Its like Google, for you desktop email


In the big brouhaha around Google and its GMail, and other new email clients like Bloomba, one company that often gets overlooked is Creo. They make a software called Six Degrees that allows you to search through your email, much like Google. One of its most interesting features is ability to search based on conversations, much like GMail. “But She’s a Girl” posted a review of their software, and it is worth a read.

Now Creo have launched Six Degrees 2.0, and there are some major changes. It runs as a local server (Jakarta Tomcat, to be precise) which you connect to using your web browser, and sift through the database using an HTML front-end. Better still, you can now import mail from a variety of different email clients, and also Unix mbox files, which should make importing possible from any application. It can also check POP and IMAP servers directly and sync with IMAP folders, so that once you have imported your old email, it will update its database automatically as new messages are delivered and sent.

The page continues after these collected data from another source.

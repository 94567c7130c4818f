// SPDX-License-Identifier: AGPL-3.0-or-later
//
// Copyright (C) 2026 Relational Network

use axum::{extract::State, Json};

use super::{network_identifier, online, validate_network};
use crate::chain::client::CALL_GET_TRANSACTION_RECEIPT;
use crate::chain::{op_types, status as op_status};
use crate::client::Client;
use crate::config::{MIDDLEWARE_VERSION, NODE_VERSION, ROSETTA_VERSION};
use crate::error::ApiError;
use crate::models::{
    Allow, MetadataRequest, NetworkListResponse, NetworkOptionsResponse, NetworkRequest,
    NetworkStatusResponse, OperationStatus, Version,
};
use crate::state::AppState;

pub async fn list<C: Client>(
    State(state): State<AppState<C>>,
    Json(_request): Json<MetadataRequest>,
) -> Result<Json<NetworkListResponse>, ApiError> {
    Ok(Json(NetworkListResponse {
        network_identifiers: vec![network_identifier(state.chain_id())],
    }))
}

pub async fn options<C: Client>(
    State(state): State<AppState<C>>,
    Json(request): Json<NetworkRequest>,
) -> Result<Json<NetworkOptionsResponse>, ApiError> {
    validate_network(&state, &request.network_identifier).await?;

    Ok(Json(NetworkOptionsResponse {
        version: Version {
            rosetta_version: ROSETTA_VERSION.to_string(),
            node_version: NODE_VERSION.to_string(),
            middleware_version: MIDDLEWARE_VERSION.to_string(),
        },
        allow: Allow {
            operation_statuses: vec![
                OperationStatus {
                    status: op_status::SUCCESS.to_string(),
                    successful: true,
                },
                OperationStatus {
                    status: op_status::FAIL.to_string(),
                    successful: false,
                },
            ],
            operation_types: op_types::ALL.iter().map(|t| t.to_string()).collect(),
            errors: ApiError::all(),
            historical_balance_lookup: true,
            call_methods: vec![CALL_GET_TRANSACTION_RECEIPT.to_string()],
        },
    }))
}

pub async fn status<C: Client>(
    State(state): State<AppState<C>>,
    Json(request): Json<NetworkRequest>,
) -> Result<Json<NetworkStatusResponse>, ApiError> {
    let client = online(&state)?;
    validate_network(&state, &request.network_identifier).await?;

    let status = client.status().await?;
    Ok(Json(NetworkStatusResponse {
        current_block_identifier: status.current_block,
        current_block_timestamp: status.current_timestamp,
        genesis_block_identifier: status.genesis_block,
        sync_status: status.sync_status,
        peers: status.peers,
    }))
}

I had used the first version and found it slower than well, Jason Giambi’s swing. Glad to see that they have re-architected the whole product and supposedly made it really fast and nimble.

There is another open source solution, Zoe which is pretty similar to Six Degrees. “Zoe is written in Java, and other Java app writers should take a look at how painless the expierence is there: unzip the application, and run it. From the web site Zoe appears to be Mac-centric, but it works the same way on Windows (and presumably Linux/etc.,” writes Kyle Cordes. I am loving these two apps because my email database now takes up about a third of my hard drive and I am often lost when trying to find relevant information. Try and let me know what you folks think about these apps.



Otis, thanks for pointing out all the facts about Zoe. are you a user? if yes, what has been your experience.


Zoe has been around for a while now. I wonder who copied whom… Zoe is not Mac-centric, actually, it’s just that its author uses a Mac, so all the screen shots show a Mac UI.